=== WORK ORDER ===
Your output should be one number, which is how many lines in the material contain "ChallengeCompletion".

=== DATA ===
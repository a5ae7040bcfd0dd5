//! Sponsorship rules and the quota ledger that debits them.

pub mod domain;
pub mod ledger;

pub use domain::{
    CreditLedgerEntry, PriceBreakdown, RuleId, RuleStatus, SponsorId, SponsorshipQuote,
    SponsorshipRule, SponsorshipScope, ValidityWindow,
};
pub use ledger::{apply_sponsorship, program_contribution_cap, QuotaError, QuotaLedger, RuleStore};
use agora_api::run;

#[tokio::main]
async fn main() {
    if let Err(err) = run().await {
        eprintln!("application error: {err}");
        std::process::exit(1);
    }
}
* * *
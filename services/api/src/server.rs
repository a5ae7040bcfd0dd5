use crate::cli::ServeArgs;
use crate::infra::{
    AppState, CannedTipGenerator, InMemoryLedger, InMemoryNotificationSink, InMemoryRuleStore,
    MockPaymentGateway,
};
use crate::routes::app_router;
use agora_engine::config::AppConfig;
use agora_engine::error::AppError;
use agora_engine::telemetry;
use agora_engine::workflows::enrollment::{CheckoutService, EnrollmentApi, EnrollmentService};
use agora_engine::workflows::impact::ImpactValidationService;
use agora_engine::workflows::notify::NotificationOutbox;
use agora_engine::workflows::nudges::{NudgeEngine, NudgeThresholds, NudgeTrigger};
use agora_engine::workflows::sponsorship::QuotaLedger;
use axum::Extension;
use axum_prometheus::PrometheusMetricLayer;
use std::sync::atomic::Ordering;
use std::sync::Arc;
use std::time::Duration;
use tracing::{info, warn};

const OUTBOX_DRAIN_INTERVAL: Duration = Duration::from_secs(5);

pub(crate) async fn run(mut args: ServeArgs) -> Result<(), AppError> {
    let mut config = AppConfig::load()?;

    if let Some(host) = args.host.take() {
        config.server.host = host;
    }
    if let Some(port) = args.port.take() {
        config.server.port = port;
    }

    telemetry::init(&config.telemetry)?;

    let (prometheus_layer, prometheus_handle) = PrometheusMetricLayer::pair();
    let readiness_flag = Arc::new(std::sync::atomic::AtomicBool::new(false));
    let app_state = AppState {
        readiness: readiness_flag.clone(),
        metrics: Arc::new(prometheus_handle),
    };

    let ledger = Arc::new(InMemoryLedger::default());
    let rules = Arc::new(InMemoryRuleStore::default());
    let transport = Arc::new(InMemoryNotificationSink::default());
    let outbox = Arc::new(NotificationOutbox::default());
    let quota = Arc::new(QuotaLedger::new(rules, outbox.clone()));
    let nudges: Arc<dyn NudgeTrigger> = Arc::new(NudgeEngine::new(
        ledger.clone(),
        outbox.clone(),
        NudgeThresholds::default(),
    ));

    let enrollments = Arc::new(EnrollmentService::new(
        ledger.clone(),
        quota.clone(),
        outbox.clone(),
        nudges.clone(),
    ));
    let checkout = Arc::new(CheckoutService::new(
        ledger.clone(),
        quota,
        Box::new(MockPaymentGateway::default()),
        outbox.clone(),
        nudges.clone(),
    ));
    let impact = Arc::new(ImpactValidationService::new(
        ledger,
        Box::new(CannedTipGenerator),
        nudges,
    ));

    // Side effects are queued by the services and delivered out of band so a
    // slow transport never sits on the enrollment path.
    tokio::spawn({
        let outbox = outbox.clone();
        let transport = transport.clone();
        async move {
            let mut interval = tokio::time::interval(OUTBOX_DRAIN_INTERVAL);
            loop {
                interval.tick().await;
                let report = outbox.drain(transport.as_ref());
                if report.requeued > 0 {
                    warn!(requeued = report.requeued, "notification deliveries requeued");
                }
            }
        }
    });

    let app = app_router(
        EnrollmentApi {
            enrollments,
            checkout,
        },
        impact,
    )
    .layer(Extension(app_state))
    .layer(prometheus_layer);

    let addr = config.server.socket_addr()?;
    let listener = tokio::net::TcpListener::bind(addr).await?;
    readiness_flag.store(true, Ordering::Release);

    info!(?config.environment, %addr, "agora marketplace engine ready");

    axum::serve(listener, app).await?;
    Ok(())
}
* * *
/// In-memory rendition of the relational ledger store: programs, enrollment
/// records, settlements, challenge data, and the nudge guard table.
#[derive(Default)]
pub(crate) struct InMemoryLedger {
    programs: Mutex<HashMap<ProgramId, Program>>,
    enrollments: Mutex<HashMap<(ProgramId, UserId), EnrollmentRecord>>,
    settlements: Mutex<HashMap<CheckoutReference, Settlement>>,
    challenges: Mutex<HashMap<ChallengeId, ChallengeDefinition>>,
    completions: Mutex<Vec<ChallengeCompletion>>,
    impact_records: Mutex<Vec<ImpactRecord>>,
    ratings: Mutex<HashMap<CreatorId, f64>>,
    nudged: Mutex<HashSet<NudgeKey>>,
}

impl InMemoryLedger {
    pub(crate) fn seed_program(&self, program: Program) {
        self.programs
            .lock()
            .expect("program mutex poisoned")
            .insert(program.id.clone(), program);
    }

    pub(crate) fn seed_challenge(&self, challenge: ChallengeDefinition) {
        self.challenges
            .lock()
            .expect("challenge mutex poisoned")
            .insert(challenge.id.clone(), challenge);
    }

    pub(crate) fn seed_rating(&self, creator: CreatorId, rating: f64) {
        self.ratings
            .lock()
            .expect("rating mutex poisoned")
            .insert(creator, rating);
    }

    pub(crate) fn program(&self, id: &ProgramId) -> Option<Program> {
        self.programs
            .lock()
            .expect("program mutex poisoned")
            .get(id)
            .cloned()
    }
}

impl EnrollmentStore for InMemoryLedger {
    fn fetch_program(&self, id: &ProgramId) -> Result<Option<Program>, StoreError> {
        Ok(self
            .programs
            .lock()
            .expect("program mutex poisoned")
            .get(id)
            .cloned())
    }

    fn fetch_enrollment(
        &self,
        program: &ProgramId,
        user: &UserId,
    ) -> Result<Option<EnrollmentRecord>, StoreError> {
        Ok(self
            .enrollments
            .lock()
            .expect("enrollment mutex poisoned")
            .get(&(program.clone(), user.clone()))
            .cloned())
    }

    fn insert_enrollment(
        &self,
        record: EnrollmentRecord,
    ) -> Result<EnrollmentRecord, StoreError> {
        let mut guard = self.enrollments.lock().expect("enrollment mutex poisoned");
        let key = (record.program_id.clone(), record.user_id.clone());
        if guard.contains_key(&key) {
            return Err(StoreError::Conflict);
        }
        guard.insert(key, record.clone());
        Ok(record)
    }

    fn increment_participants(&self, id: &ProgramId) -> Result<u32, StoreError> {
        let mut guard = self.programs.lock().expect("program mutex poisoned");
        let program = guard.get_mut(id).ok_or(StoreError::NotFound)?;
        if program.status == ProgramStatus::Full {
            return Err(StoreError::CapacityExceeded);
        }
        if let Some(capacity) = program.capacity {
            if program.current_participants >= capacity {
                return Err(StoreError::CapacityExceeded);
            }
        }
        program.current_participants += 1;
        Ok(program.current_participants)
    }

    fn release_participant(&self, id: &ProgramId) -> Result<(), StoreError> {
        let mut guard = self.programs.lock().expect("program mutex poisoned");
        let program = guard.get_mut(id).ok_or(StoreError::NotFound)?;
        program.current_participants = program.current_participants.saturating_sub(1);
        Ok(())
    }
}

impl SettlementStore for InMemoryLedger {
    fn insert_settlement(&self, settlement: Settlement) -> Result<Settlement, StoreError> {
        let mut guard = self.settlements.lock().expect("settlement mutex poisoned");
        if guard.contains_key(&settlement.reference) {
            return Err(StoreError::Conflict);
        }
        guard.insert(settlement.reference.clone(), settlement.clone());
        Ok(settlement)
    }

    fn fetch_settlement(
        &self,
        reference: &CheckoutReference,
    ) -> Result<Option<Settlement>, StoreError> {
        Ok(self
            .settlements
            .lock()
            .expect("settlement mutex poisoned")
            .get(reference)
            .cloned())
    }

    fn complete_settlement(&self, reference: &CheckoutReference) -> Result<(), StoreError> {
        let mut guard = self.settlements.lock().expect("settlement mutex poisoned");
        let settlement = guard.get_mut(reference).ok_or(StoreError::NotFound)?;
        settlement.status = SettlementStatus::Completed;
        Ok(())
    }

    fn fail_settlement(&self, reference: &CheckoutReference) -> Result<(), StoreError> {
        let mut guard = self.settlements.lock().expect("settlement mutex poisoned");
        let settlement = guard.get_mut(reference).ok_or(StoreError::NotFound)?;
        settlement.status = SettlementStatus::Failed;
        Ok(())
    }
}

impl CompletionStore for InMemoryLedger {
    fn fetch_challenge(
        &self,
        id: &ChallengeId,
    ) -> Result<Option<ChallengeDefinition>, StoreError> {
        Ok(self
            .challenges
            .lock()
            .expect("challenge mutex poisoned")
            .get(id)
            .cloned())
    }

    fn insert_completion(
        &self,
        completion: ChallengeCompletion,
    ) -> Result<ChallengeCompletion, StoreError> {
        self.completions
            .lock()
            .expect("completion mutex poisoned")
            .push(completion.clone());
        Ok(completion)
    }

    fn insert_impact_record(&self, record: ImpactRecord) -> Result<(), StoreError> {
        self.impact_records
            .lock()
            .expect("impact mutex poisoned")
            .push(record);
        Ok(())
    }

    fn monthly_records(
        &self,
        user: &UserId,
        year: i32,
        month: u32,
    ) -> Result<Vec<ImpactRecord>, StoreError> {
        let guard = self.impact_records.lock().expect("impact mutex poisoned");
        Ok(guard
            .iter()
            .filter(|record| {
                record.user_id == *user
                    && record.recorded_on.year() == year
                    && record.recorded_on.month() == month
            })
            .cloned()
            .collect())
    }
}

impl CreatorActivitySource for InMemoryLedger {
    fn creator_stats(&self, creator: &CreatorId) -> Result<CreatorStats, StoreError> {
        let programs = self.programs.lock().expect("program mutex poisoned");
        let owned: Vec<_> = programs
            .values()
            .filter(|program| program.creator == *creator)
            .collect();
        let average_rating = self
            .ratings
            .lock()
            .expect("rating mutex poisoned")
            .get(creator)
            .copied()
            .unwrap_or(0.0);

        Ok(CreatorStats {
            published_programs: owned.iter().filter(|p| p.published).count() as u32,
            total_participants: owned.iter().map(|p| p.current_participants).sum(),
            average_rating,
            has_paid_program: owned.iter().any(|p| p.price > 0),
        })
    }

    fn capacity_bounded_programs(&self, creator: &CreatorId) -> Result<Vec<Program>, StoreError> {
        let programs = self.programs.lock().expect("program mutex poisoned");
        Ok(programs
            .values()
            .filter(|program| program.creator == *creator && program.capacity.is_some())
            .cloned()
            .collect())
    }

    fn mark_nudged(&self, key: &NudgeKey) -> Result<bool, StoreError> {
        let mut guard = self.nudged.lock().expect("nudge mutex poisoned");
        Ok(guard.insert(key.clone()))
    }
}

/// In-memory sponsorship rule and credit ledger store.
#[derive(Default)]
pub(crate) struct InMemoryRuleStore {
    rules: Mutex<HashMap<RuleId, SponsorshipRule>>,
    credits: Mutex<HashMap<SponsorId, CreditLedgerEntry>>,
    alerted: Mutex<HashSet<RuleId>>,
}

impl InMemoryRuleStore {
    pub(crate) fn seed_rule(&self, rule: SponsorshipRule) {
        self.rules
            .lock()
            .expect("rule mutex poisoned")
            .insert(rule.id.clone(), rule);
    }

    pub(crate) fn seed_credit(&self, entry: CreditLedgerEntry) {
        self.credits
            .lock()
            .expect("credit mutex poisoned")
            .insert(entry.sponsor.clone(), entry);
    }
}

=== RESULT BELOW ===
3